11 p.m. Just called Jude and told her about Daniel incident, also about Malcolm and Elaine Darcy's son, whom Mum and Una had tried to get me off with at the Turkey Curry Buffet, turning up at the party looking rather attractive.

'Wait a minute,' said Jude. 'You don't mean Mark Darcy, do you? The lawyer?'

'Yes. What – do you know him as well?'

'Well, yes. I mean, we've done some work with him. He's incredibly nice and attractive. I thought you said the chap at the Turkey Curry Buffet was a real geek.'

Humph. Bloody Jude.

Saturday 22 April

8st 7, cigarettes, 0, alcohol units 0, calories 1800.

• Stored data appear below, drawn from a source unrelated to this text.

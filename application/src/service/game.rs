use error_stack::Report;

use kernel::interface::database::{
    DatabaseConnection, DependOnDatabaseConnection, Transaction,
};
use kernel::interface::query::{DependOnAccountQuery, DependOnGameQuery, GameQuery};
use kernel::interface::update::{DependOnGameModifier, GameModifier};
use kernel::prelude::entity::{AccountId, AccountRole, GameDraft, GameId, GameTitle};
use kernel::KernelError;

use crate::service::resolve_account;
use crate::transfer::{CreateGameDto, GameDto, GetGameDto, GetGamesByOwnerDto};

#[async_trait::async_trait]
pub trait CreateGameService<Connection: Transaction + Send>:
    'static
    + Sync
    + Send
    + DependOnDatabaseConnection<Connection>
    + DependOnAccountQuery<Connection>
    + DependOnGameModifier<Connection>
{
    async fn create_game(&self, dto: CreateGameDto) -> error_stack::Result<GameDto, KernelError> {
        let mut connection = self.database_connection().transact().await?;

        let owner =
            resolve_account(self.account_query(), &mut connection, dto.owner_id, "owner").await?;
        if owner.role() != &AccountRole::GameOwner {
            return Err(Report::new(KernelError::Forbidden)
                .attach_printable("only game-owner accounts can offer games"));
        }

        let draft = GameDraft::new(GameTitle::new(dto.title), owner.id().clone());
        let game = self.game_modifier().create(&mut connection, &draft).await?;
        connection.commit().await?;

        Ok(GameDto::from(game))
    }
}

impl<Connection: Transaction + Send, T> CreateGameService<Connection> for T where
    T: DependOnDatabaseConnection<Connection>
        + DependOnAccountQuery<Connection>
        + DependOnGameModifier<Connection>
{
}

#[async_trait::async_trait]
pub trait GetGameService<Connection: Transaction + Send>:
    'static + Sync + Send + DependOnDatabaseConnection<Connection> + DependOnGameQuery<Connection>
{
    async fn get_game(&self, dto: GetGameDto) -> error_stack::Result<Option<GameDto>, KernelError> {
        let mut connection = self.database_connection().transact().await?;

        let game = self
            .game_query()
            .find_by_id(&mut connection, &GameId::new(dto.id))
            .await?;
        Ok(game.map(GameDto::from))
    }

    async fn games_by_owner(
        &self,
        dto: GetGamesByOwnerDto,
    ) -> error_stack::Result<Vec<GameDto>, KernelError> {
        let mut connection = self.database_connection().transact().await?;

        let games = self
            .game_query()
            .find_by_owner(&mut connection, &AccountId::new(dto.owner_id))
            .await?;
        Ok(games.into_iter().map(GameDto::from).collect())
    }
}

impl<Connection: Transaction + Send, T> GetGameService<Connection> for T where
    T: DependOnDatabaseConnection<Connection> + DependOnGameQuery<Connection>
{
}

Today is a historic and joyous day. After eighteen years of trying to get down to 8st 7 I have finally achieved it. It is no trick of the scales, but confirmed by jeans. I am thin.

There is no reliable explanation. I have been to the gym twice in the last week, but that, though rare, is not freakish. I have eaten normally. It is a miracle. Rang Tom, who said maybe I have a tapeworm. The way to get rid of it, he said, is to hold a bowl of warm milk and a pencil in front of my mouth. (Tapeworms love warm milk, apparently. They love it.) Open my mouth. Then, when the worm's head appears, wrap it carefully round the pencil.

'Listen,' I told him, 'this tapeworm is staying. I love my new tapeworm. Not only am I thin, but I no longer want to smoke or glug wine.'

'Are you in love?' asked Tom in a suspicious, jealous tone. He's always like this. It's not that he wants to be with me, because, obviously, he is a homosexual. But if you are single the last thing you want is your best friend forming a functional relationship with somebody else. I racked my brains, then stopped, shocked by a sudden, stunning realization. I am not in love with Daniel anymore. I am free.

Tuesday 25 April

8st 7, alcohol units 0 (excellent), cigarettes 0 (v.v.g.), calories 995 (continuing good work).

Humph. Went to Jude's party tonight in tight little black dress to show off figure feeling v. full of myself.

'God, are you all right?' asked Jude when I walked in. 'You look really tired.'

'I'm fine,' I said, crestfallen. 'I've lost seven pounds. What's the matter?'

'Nothing. No, I just thought . . .'

'What? What?'

'Maybe you've lost it a bit quickly off your . . . face,' she trailed off, looking at my admittedly somewhat deflated cleavage.

Simon was the same.

'Bridgiiiiiiiit! Have you got a fag?'

'No, I've given up.'

'Oh blimey, no wonder you look so . . . '

'What?'

'Oh, nothing, nothing. Just a bit . . . drawn.'

It continued all evening. There's nothing worse than people telling you you look tired. They might as well have done with it and say you look like five kinds of shit. I felt so pleased with myself for not drinking but as the evening wore on, and everyone got drunker, I began to feel so calm and smug that I was even irritating myself. I kept finding myself in conversations when I actually couldn't be bothered to say a single word, and just looked on and nodded in a wise, detached manner.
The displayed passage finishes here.